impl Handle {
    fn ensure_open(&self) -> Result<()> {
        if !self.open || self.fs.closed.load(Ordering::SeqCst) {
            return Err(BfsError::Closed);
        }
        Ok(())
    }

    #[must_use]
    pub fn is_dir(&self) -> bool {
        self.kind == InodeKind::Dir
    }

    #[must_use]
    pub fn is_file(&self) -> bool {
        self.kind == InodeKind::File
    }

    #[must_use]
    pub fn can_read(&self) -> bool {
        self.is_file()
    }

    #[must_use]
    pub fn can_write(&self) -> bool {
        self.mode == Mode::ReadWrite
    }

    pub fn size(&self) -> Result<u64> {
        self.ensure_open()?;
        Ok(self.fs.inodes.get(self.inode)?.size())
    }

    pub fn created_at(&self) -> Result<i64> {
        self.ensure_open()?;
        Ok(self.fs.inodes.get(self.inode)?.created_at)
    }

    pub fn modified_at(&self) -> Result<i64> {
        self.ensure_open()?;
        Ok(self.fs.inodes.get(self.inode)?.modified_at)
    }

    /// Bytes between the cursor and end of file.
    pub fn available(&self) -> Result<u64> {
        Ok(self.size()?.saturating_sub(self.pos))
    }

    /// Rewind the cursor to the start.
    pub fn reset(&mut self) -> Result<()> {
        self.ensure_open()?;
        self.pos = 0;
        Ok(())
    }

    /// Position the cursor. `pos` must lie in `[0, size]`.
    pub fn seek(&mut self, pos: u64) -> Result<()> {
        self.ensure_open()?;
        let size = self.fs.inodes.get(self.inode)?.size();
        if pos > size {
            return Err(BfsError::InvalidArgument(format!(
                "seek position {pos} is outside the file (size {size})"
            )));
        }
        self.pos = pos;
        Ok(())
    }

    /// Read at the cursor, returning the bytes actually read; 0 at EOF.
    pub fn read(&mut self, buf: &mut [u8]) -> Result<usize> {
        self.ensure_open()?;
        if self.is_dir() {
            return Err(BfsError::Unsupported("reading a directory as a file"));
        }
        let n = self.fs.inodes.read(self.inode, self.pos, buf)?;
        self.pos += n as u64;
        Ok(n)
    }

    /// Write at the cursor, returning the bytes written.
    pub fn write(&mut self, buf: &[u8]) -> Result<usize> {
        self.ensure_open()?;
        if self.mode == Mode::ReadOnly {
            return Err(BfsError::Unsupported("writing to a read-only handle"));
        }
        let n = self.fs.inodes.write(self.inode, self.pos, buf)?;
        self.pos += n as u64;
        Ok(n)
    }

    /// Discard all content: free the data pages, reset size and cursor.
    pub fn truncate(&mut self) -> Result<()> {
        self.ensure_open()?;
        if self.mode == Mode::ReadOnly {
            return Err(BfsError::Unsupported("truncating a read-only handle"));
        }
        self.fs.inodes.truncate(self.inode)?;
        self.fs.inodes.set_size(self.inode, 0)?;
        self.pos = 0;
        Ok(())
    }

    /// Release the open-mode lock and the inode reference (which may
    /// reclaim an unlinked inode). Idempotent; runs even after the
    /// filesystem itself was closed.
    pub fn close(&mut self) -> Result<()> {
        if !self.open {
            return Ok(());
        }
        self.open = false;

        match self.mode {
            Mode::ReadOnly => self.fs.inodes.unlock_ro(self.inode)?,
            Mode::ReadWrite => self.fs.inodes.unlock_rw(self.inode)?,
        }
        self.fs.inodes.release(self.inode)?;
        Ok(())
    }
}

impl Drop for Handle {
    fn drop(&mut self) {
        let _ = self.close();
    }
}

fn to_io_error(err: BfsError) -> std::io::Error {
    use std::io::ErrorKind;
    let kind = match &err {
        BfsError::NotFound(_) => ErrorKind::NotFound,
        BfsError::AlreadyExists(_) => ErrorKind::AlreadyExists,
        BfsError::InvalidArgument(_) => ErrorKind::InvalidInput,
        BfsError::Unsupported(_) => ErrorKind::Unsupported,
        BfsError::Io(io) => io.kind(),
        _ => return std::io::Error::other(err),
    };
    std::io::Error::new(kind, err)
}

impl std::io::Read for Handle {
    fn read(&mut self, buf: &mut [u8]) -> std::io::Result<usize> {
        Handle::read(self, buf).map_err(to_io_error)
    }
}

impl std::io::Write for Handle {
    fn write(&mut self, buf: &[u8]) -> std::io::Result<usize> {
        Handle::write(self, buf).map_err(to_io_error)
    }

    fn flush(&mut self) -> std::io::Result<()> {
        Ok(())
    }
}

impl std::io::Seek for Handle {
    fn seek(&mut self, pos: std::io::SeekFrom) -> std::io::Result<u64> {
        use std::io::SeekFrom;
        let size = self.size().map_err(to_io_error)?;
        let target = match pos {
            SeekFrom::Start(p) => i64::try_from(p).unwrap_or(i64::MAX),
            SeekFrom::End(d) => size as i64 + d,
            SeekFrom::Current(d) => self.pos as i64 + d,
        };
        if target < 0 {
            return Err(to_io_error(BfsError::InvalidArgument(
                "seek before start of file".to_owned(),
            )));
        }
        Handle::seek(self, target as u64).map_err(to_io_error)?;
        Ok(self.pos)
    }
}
○ ○ ○ ○ ○
__What this task involves__
Say how many lines of the listing above include the word "ReadWrite", and give no other text.

__Exercise solution__
2